What the exercise asks
Counting only lines that contain the word "Duration", state the total for the listing below and nothing else.

Exercise material
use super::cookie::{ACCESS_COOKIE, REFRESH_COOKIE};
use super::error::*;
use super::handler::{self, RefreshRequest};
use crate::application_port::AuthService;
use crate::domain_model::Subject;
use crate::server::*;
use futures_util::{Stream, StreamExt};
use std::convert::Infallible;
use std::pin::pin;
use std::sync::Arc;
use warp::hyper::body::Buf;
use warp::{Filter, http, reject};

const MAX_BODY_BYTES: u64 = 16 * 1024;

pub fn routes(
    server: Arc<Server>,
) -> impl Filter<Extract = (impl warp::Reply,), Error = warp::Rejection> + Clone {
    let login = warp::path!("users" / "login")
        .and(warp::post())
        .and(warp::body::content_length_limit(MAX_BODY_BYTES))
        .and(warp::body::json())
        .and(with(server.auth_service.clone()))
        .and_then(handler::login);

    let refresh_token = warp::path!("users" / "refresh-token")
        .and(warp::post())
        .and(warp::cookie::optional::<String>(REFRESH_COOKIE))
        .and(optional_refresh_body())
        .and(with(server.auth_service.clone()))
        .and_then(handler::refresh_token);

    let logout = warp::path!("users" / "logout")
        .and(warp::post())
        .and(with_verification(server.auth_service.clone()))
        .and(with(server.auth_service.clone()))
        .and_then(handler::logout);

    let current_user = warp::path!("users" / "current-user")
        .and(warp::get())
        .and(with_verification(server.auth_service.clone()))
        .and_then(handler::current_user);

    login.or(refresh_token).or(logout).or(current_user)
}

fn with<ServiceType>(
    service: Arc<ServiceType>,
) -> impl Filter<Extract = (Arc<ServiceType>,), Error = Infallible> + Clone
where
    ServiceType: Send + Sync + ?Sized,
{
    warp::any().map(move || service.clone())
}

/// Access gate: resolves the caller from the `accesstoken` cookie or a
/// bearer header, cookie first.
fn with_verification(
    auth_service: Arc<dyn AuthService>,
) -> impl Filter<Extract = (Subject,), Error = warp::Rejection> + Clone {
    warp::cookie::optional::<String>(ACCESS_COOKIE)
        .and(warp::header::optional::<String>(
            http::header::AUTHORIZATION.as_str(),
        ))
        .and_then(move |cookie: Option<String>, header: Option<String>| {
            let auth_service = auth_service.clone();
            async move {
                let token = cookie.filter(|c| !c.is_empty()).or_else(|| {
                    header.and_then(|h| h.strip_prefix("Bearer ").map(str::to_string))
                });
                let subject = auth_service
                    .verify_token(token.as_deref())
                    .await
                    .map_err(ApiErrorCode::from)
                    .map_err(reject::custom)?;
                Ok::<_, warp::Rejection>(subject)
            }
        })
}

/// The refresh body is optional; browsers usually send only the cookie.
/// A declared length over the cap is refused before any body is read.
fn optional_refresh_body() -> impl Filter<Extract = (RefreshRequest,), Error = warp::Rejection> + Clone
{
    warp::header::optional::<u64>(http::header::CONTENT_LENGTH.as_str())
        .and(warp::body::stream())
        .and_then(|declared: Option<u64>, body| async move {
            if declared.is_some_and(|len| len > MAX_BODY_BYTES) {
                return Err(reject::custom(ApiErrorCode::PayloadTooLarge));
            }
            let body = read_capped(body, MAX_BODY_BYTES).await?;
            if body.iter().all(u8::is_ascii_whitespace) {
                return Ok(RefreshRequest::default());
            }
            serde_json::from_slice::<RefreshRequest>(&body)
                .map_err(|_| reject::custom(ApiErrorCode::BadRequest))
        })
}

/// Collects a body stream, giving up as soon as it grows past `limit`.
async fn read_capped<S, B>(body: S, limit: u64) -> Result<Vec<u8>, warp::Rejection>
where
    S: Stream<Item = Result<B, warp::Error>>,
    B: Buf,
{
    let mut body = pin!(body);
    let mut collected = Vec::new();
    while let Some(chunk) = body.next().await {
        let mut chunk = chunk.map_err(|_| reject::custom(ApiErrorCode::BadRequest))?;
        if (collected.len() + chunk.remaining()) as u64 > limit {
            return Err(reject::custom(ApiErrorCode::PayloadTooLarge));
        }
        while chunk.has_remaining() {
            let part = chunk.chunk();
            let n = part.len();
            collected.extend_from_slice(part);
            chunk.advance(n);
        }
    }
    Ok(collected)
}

* * *

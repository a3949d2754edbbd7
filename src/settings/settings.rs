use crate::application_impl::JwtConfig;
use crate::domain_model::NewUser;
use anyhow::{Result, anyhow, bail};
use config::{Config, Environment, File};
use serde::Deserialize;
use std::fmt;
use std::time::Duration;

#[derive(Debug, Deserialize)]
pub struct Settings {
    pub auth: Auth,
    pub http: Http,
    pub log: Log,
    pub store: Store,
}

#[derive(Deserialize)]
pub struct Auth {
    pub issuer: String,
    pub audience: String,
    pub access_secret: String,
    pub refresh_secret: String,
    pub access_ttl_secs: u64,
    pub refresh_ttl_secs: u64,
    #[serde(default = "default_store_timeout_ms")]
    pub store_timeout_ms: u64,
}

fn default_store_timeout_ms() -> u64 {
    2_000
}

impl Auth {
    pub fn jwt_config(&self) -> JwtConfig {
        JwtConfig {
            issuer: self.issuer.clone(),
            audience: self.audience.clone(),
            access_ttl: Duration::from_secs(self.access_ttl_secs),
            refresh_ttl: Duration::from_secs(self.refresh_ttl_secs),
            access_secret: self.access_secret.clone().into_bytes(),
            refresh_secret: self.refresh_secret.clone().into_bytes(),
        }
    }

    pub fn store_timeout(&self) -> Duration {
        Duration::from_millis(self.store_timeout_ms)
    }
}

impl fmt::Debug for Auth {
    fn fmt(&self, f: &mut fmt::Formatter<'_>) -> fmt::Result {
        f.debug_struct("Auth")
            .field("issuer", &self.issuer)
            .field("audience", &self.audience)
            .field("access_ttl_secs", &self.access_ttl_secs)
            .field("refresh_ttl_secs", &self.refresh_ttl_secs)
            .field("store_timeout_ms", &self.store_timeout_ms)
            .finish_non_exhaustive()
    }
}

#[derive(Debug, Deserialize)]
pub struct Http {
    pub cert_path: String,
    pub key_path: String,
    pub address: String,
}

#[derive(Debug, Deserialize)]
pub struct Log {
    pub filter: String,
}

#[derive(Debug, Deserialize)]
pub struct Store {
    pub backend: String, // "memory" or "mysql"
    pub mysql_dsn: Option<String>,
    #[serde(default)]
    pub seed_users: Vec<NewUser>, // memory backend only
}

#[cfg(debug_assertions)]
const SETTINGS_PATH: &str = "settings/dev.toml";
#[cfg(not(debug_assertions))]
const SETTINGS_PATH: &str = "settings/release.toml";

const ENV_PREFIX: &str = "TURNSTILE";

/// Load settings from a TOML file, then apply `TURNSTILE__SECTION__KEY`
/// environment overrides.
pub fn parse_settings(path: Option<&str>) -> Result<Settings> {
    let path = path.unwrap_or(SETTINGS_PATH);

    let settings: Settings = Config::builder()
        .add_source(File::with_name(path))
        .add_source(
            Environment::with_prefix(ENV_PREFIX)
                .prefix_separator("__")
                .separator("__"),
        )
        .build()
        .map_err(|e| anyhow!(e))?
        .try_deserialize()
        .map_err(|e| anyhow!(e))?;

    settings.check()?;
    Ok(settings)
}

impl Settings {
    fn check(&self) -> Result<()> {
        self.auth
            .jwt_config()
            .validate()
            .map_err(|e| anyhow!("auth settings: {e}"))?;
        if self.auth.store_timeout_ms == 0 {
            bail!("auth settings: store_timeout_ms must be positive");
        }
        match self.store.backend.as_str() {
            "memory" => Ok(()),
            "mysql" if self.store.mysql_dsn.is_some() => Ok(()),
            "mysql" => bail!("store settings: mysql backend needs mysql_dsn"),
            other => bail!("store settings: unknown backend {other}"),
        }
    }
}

Response area
5